Dear Bcftools ROH team,

I'm in the process of detecting ROH for my samples WGS data.

I have a few hundred samples vcf files (from the same population) which I merged into one and calculated AFs by following precise steps mentioned on howto page.

As for the genetic map, I downloaded recombination rates for grch38 assembly from https://storage.googleapis.com/broad-alkesgroup-public/Eagle/downloads/tables/genetic_map_hg38_withX.txt.gz since genetic map for grch38 wasn't available on IMPUTE2 site.

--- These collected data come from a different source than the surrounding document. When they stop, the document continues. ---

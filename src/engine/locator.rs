/// How many neighbouring keyframes the locator scans linearly before it gives up on the
/// hint and falls back to a binary search.
pub const DEFAULT_LOCATE_WINDOW: usize = 4;

/// Find the index of the last record whose start is `<= time`.
///
/// `records` must be non-empty and strictly ascending. Times before the first record
/// map to 0 and times at or past the last record map to the last index.
///
/// `hint` is the previous answer. While scrubbing, the new answer is almost always the
/// hint or one of its neighbours, so the search walks up to `window` steps from the hint
/// in the direction of `time` and only then binary-searches the remaining side. Any hint
/// is accepted, including one left over from an unrelated timeline position.
#[allow(clippy::indexing_slicing)] // every index is bounded by the guards at the top
pub fn locate(records: &[f64], hint: usize, time: f64, window: usize) -> usize {
    let Some(last) = records.len().checked_sub(1) else {
        return 0;
    };
    if time.is_nan() || time < records[0] {
        return 0;
    }
    if time >= records[last] {
        return last;
    }

    // From here records[0] <= time < records[last], so the answer is in 0..last.
    let mut i = hint.min(last);
    if records[i] <= time {
        // Forward. Invariant: records[i] <= time, hence i < last.
        for _ in 0..window {
            if records[i + 1] > time {
                return i;
            }
            i += 1;
        }
        i + records[i..].partition_point(|&s| s <= time) - 1
    } else {
        // Backward. Invariant: records[i] > time, hence i >= 1.
        for _ in 0..window {
            i -= 1;
            if records[i] <= time {
                return i;
            }
        }
        records[..i].partition_point(|&s| s <= time) - 1
    }
}

#[cfg(test)]
#[allow(clippy::unwrap_used, clippy::indexing_slicing, clippy::cast_precision_loss)]
mod tests {
    use rand::rngs::SmallRng;
    use rand::{Rng, SeedableRng};

    use super::*;

    /// Straightforward scan used as the oracle.
    fn reference(records: &[f64], time: f64) -> usize {
        records.iter().rposition(|&s| s <= time).unwrap_or(0)
    }

    fn random_records(rng: &mut SmallRng) -> Vec<f64> {
        let n = rng.random_range(1..60);
        let mut t = rng.random_range(0.0..3.0);
        (0..n)
            .map(|_| {
                let s = t;
                t += rng.random_range(0.01..5.0);
                s
            })
            .collect()
    }

    #[test]
    fn boundaries() {
        let records = [1.0, 2.0, 4.0];
        assert_eq!(locate(&records, 0, 0.0, DEFAULT_LOCATE_WINDOW), 0);
        assert_eq!(locate(&records, 2, 0.5, DEFAULT_LOCATE_WINDOW), 0);
        assert_eq!(locate(&records, 0, 1.0, DEFAULT_LOCATE_WINDOW), 0);
        assert_eq!(locate(&records, 0, 2.0, DEFAULT_LOCATE_WINDOW), 1);
        assert_eq!(locate(&records, 0, 3.999, DEFAULT_LOCATE_WINDOW), 1);
        assert_eq!(locate(&records, 0, 4.0, DEFAULT_LOCATE_WINDOW), 2);
        assert_eq!(locate(&records, 1, 100.0, DEFAULT_LOCATE_WINDOW), 2);
    }

    #[test]
    fn single_record_always_zero() {
        for hint in [0, 1, 50] {
            assert_eq!(locate(&[3.0], hint, 0.0, 2), 0);
            assert_eq!(locate(&[3.0], hint, 9.0, 2), 0);
        }
    }

    #[test]
    fn out_of_range_hint_is_tolerated() {
        let records = [0.0, 1.0, 2.0, 3.0];
        assert_eq!(locate(&records, 1_000, 1.5, 1), 1);
        assert_eq!(locate(&records, 1_000, 2.5, 0), 2);
    }

    #[test]
    fn random_hints_match_reference() {
        let mut rng = SmallRng::seed_from_u64(0x5eed);
        for _ in 0..500 {
            let records = random_records(&mut rng);
            let end = records.last().copied().unwrap() + 5.0;
            for _ in 0..40 {
                let time = rng.random_range(-1.0..end);
                let hint = rng.random_range(0..records.len() + 3);
                let window = rng.random_range(0..6);
                assert_eq!(
                    locate(&records, hint, time, window),
                    reference(&records, time),
                    "records={records:?} hint={hint} time={time} window={window}"
                );
            }
        }
    }

    #[test]
    fn forward_and_backward_scrub_match_reference() {
        let mut rng = SmallRng::seed_from_u64(42);
        for _ in 0..100 {
            let records = random_records(&mut rng);
            let end = records.last().copied().unwrap() + 2.0;
            let steps = 200;
            let forward: Vec<f64> = (0..=steps).map(|k| end * k as f64 / steps as f64).collect();

            let mut hint = 0;
            for &time in &forward {
                let found = locate(&records, hint, time, DEFAULT_LOCATE_WINDOW);
                assert_eq!(found, reference(&records, time));
                assert!(found >= hint, "forward scrub went backwards");
                hint = found;
            }
            for &time in forward.iter().rev() {
                let found = locate(&records, hint, time, DEFAULT_LOCATE_WINDOW);
                assert_eq!(found, reference(&records, time));
                assert!(found <= hint, "backward scrub went forwards");
                hint = found;
            }
        }
    }

    #[test]
    fn exact_keyframe_times_land_on_that_keyframe() {
        let records: Vec<f64> = (0..30).map(|k| f64::from(k) * 0.5).collect();
        let mut hint = 17;
        for (k, &time) in records.iter().enumerate() {
            hint = locate(&records, hint, time, 2);
            assert_eq!(hint, k);
        }
    }
}
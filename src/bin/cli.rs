// CLI binary: exiting on unrecoverable errors is standard for CLI tools.
#![allow(clippy::unwrap_used, clippy::expect_used, clippy::indexing_slicing)]

use std::path::{Path, PathBuf};
use std::process;

use clap::{Parser, Subcommand};
use tracing_subscriber::layer::SubscriberExt;
use tracing_subscriber::util::SubscriberInitExt;

use lightdance_timeline::demo::create_demo_show;
use lightdance_timeline::engine::{EngineState, PartStatus, TimelineController};
use lightdance_timeline::error::EngineError;
use lightdance_timeline::export::{dancer_fiber_data, resolved_frame};
use lightdance_timeline::model::DancerName;
use lightdance_timeline::settings;
use lightdance_timeline::store::{save_snapshot, JsonDirSource};

// ── CLI argument parsing ─────────────────────────────────────────

#[derive(Parser)]
#[command(name = "lightdance-cli", about = "Light-dance timeline resolver", version)]
struct Cli {
    #[command(subcommand)]
    command: Commands,

    /// Show data directory
    #[arg(long, global = true, default_value = ".")]
    data_dir: PathBuf,

    /// Output raw JSON instead of formatted text
    #[arg(long, global = true)]
    json: bool,
}

#[derive(Subcommand)]
enum Commands {
    /// Resolve the show at a time in seconds
    Status {
        #[arg(long, allow_negative_numbers = true)]
        time: f64,
    },
    /// Jump to the start of a control frame (clamped into range)
    ControlIndex {
        #[arg(allow_negative_numbers = true)]
        index: i64,
    },
    /// Jump to the start of a position frame (clamped into range)
    PosIndex {
        #[arg(allow_negative_numbers = true)]
        index: i64,
    },
    /// Resolve a sequence of times against one state, as an editor scrub would
    Scrub {
        #[arg(required = true, allow_negative_numbers = true)]
        times: Vec<f64>,
    },
    /// Export one dancer's fiber keyframes with resolved colors
    ExportFiber {
        #[arg(long)]
        dancer: String,
    },
    /// Write the demo show into a directory
    Demo {
        #[arg(long)]
        out: PathBuf,
    },
    /// Print the JSON schema of settings.json
    Schema,
}

// ── Helpers ──────────────────────────────────────────────────────

fn init_tracing() {
    let env_filter = tracing_subscriber::EnvFilter::try_from_default_env()
        .unwrap_or_else(|_| tracing_subscriber::EnvFilter::new("info"));
    tracing_subscriber::registry()
        .with(env_filter)
        .with(tracing_subscriber::fmt::layer().with_writer(std::io::stderr))
        .init();
}

fn load_controller(data_dir: &Path) -> Result<(TimelineController, EngineState), EngineError> {
    let settings = settings::load_settings(data_dir)?;
    let controller = TimelineController::load(&JsonDirSource::new(data_dir), settings)?;
    let mut state = EngineState::new();
    controller.init_current_led_effect(&mut state);
    Ok((controller, state))
}

fn print_json<T: serde::Serialize>(value: &T) {
    println!("{}", serde_json::to_string_pretty(value).unwrap_or_default());
}

fn print_state(controller: &TimelineController, state: &EngineState, raw_json: bool) {
    if raw_json {
        print_json(&resolved_frame(state));
        return;
    }

    println!(
        "t={:.3}s  control #{}  position #{}{}",
        state.current_time(),
        state.current_control_index(),
        state.current_pos_index(),
        if state.current_fade() { "  (fade)" } else { "" }
    );
    for (dancer, parts) in state.current_status() {
        let pos = state
            .current_pos()
            .get(dancer)
            .map(|p| format!("({:.2}, {:.2}, {:.2})", p.x, p.y, p.z))
            .unwrap_or_else(|| "-".to_string());
        println!("  {dancer} @ {pos}");
        for (part, status) in parts {
            match status {
                PartStatus::Fiber(f) => {
                    println!("    {part:<16} rgb({:>3},{:>3},{:>3})  alpha {:.2}", f.0, f.1, f.2, f.3);
                }
                PartStatus::Led(l) => {
                    let playback = controller.led_playback(state, dancer, part).ok();
                    let queue = playback
                        .and_then(|p| p.effect())
                        .map(|e| format!("{} step {}", e.name, playback.map_or(0, |p| p.cursor())))
                        .unwrap_or_else(|| "idle".to_string());
                    println!("    {part:<16} src {:<10} alpha {:.2}  [{queue}]", l.src, l.alpha);
                }
            }
        }
    }
}

fn fail(e: &EngineError) -> ! {
    eprintln!("Error: {e}");
    process::exit(1);
}

// ── Main ─────────────────────────────────────────────────────────

fn main() {
    let cli = Cli::parse();
    init_tracing();
    let raw = cli.json;

    match &cli.command {
        Commands::Demo { out } => {
            let show = create_demo_show().unwrap_or_else(|e| fail(&e));
            if let Err(e) = save_snapshot(&show, out) {
                fail(&EngineError::from(e));
            }
            if let Err(e) = settings::save_settings(out, &settings::EngineSettings::default()) {
                fail(&e);
            }
            println!("Demo show written to {}", out.display());
            return;
        }
        Commands::Schema => {
            print_json(&settings::settings_schema());
            return;
        }
        _ => {}
    }

    let (controller, mut state) = load_controller(&cli.data_dir).unwrap_or_else(|e| fail(&e));

    let result = match &cli.command {
        Commands::Status { time } => controller
            .set_current_time(&mut state, *time)
            .map(|()| print_state(&controller, &state, raw)),
        Commands::ControlIndex { index } => controller
            .set_current_control_index(&mut state, *index)
            .map(|()| print_state(&controller, &state, raw)),
        Commands::PosIndex { index } => controller
            .set_current_pos_index(&mut state, *index)
            .map(|()| print_state(&controller, &state, raw)),
        Commands::Scrub { times } => times.iter().try_for_each(|&t| {
            controller.set_current_time(&mut state, t)?;
            print_state(&controller, &state, raw);
            Ok::<(), EngineError>(())
        }),
        Commands::ExportFiber { dancer } => {
            dancer_fiber_data(controller.snapshot(), &DancerName::from(dancer.as_str()))
                .map(|frames| print_json(&frames))
        }
        Commands::Demo { .. } | Commands::Schema => Ok(()),
    };

    if let Err(e) = result {
        fail(&e);
    }
}
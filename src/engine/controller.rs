use super::edit::{apply_edits, StatusEdit};
use super::led::{self, LedPlayback};
use super::locator::locate;
use super::position::resolve_pos;
use super::state::EngineState;
use super::status::resolve_status;
use crate::error::EngineError;
use crate::model::{DancerName, PartName, PartType, ShowSnapshot};
use crate::settings::EngineSettings;
use crate::store::ShowSource;

/// Entry points of the timeline engine.
///
/// The controller owns the loaded [`ShowSnapshot`] (the cache of everything the store
/// handed out) and is otherwise stateless: every operation takes the session's
/// [`EngineState`] explicitly. Operations either fully update the state or, on error,
/// leave it untouched.
#[derive(Debug, Clone)]
pub struct TimelineController {
    snapshot: ShowSnapshot,
    settings: EngineSettings,
    /// Bumped on every reload so states built against older data can be detected.
    generation: u64,
}

impl TimelineController {
    pub fn new(snapshot: ShowSnapshot, settings: EngineSettings) -> Self {
        tracing::info!(
            control_frames = snapshot.controls.len(),
            position_frames = snapshot.positions.len(),
            dancers = snapshot.catalog.dancer_count(),
            colors = snapshot.palette.len(),
            "timeline snapshot loaded"
        );
        Self {
            snapshot,
            settings,
            generation: 1,
        }
    }

    /// Load a snapshot from the store and build a controller around it.
    pub fn load(source: &dyn ShowSource, settings: EngineSettings) -> Result<Self, EngineError> {
        Ok(Self::new(source.load_snapshot()?, settings))
    }

    /// Replace the cached snapshot after the store signalled new data. On error the
    /// previous snapshot stays in place.
    ///
    /// States initialized against the old snapshot must run
    /// [`init_current_led_effect`](Self::init_current_led_effect) again before the next query.
    pub fn reload(&mut self, source: &dyn ShowSource) -> Result<(), EngineError> {
        let snapshot = source.load_snapshot()?;
        self.replace_snapshot(snapshot);
        Ok(())
    }

    pub fn replace_snapshot(&mut self, snapshot: ShowSnapshot) {
        self.snapshot = snapshot;
        self.generation += 1;
        tracing::info!(generation = self.generation, "timeline snapshot reloaded");
    }

    pub fn snapshot(&self) -> &ShowSnapshot {
        &self.snapshot
    }

    pub fn settings(&self) -> &EngineSettings {
        &self.settings
    }

    pub fn generation(&self) -> u64 {
        self.generation
    }

    /// Reset LED playback to idle for every LED part of every dancer. Idempotent.
    pub fn init_current_led_effect(&self, state: &mut EngineState) {
        let mut effects = led::LedEffectMap::new();
        for (dancer, part) in self.snapshot.catalog.parts_of_type(PartType::Led) {
            effects
                .entry(dancer.clone())
                .or_default()
                .insert(part.clone(), LedPlayback::idle());
        }
        state.current_led_effect = effects;
        state.led_generation = Some(self.generation);
        state.led_index = None;
    }

    /// Resolve the whole show at `time` (negative times clamp to 0).
    pub fn set_current_time(&self, state: &mut EngineState, time: f64) -> Result<(), EngineError> {
        if !time.is_finite() {
            return Err(EngineError::invalid_input("time", time));
        }
        if state.led_generation != Some(self.generation) {
            return Err(EngineError::UninitializedState {
                what: "current LED effect".to_string(),
            });
        }
        let time = time.max(0.0);
        let window = self.settings.locate_window;
        let snapshot = &self.snapshot;

        let control_index = locate(
            snapshot.controls.starts(),
            state.current_control_index,
            time,
            window,
        );
        let (frame, next_frame) = snapshot.controls.pair(control_index);
        let status = resolve_status(
            time,
            frame,
            next_frame,
            &snapshot.palette,
            self.settings.missing_part,
        );
        let leds = led::advance(
            &state.current_led_effect,
            state.led_index,
            control_index,
            frame,
            &snapshot.led_frames,
            time,
        );

        let pos_index = locate(
            snapshot.positions.starts(),
            state.current_pos_index,
            time,
            window,
        );
        let (pos_frame, next_pos_frame) = snapshot.positions.pair(pos_index);
        let pos = resolve_pos(time, pos_frame, next_pos_frame);

        state.current_time = time;
        state.current_control_index = control_index;
        state.current_pos_index = pos_index;
        state.current_status = status;
        state.current_pos = pos;
        state.current_fade = frame.fade;
        if let Some(leds) = leds {
            state.current_led_effect = leds;
        }
        state.led_index = Some(control_index);
        Ok(())
    }

    /// Playback of one LED part. Fails with `UninitializedState` if `state` was never
    /// initialized, was initialized for an older snapshot, or has no such LED part.
    pub fn led_playback<'s>(
        &self,
        state: &'s EngineState,
        dancer: &DancerName,
        part: &PartName,
    ) -> Result<&'s LedPlayback, EngineError> {
        state.led_playback_at(self.generation, dancer, part)
    }

    /// Jump to the start of control frame `index` (clamped into range).
    pub fn set_current_control_index(&self, state: &mut EngineState, index: i64) -> Result<(), EngineError> {
        let (frame, _) = self.snapshot.controls.pair(self.snapshot.controls.clamp_index(index));
        self.set_current_time(state, frame.start)
    }

    /// Jump to the start of position frame `index` (clamped into range).
    pub fn set_current_pos_index(&self, state: &mut EngineState, index: i64) -> Result<(), EngineError> {
        let (frame, _) = self.snapshot.positions.pair(self.snapshot.positions.clamp_index(index));
        self.set_current_time(state, frame.start)
    }

    /// Apply an edit batch from the editor panels to the displayed status.
    /// Keyframes are not touched; persisting edits is the store's job.
    pub fn edit_current_status(&self, state: &mut EngineState, edits: &[StatusEdit]) -> Result<(), EngineError> {
        let status = apply_edits(
            &state.current_status,
            &self.snapshot.catalog,
            &self.snapshot.palette,
            edits,
        )?;
        state.current_status = status;
        Ok(())
    }
}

Here is the command that I run:

bcftools roh --AF-file AFs.tab.gz --genetic-map geneticmap_grch38_{CHROM}_split.txt -M 100 -o roh_mysample_output.txt mysample.hard-filtered.vcf.gz

I've got the results from bcftools; however I'm getting exactly one RG per chromosome which baffles me. these ROHs are ranging from 40Mb to 250Mb. The output also ST position-wise state but I intend to detect full ROH, preferably multiple ROHs from each of the chromosome. Am I missing here something? I also tweaked a few parameters but I'm getting more or less same results.

Has this got something to do with genetic map as this genetic map comprises of recombination rates for only 3m snps?

Suggestions are highly appreciated.

Cheers, Shilp

[pd3]

This is a very difficult question to answer, it really depends on the specifics of the data - site density, the number of heterozygous and homozygous genotypes, allele frequencies at the called sites, and the genetic map. All these enter the calculation and without seeing the actual data one cannot be sure where is the problem. If you can share a small part in a reproducible test case, I can take a look.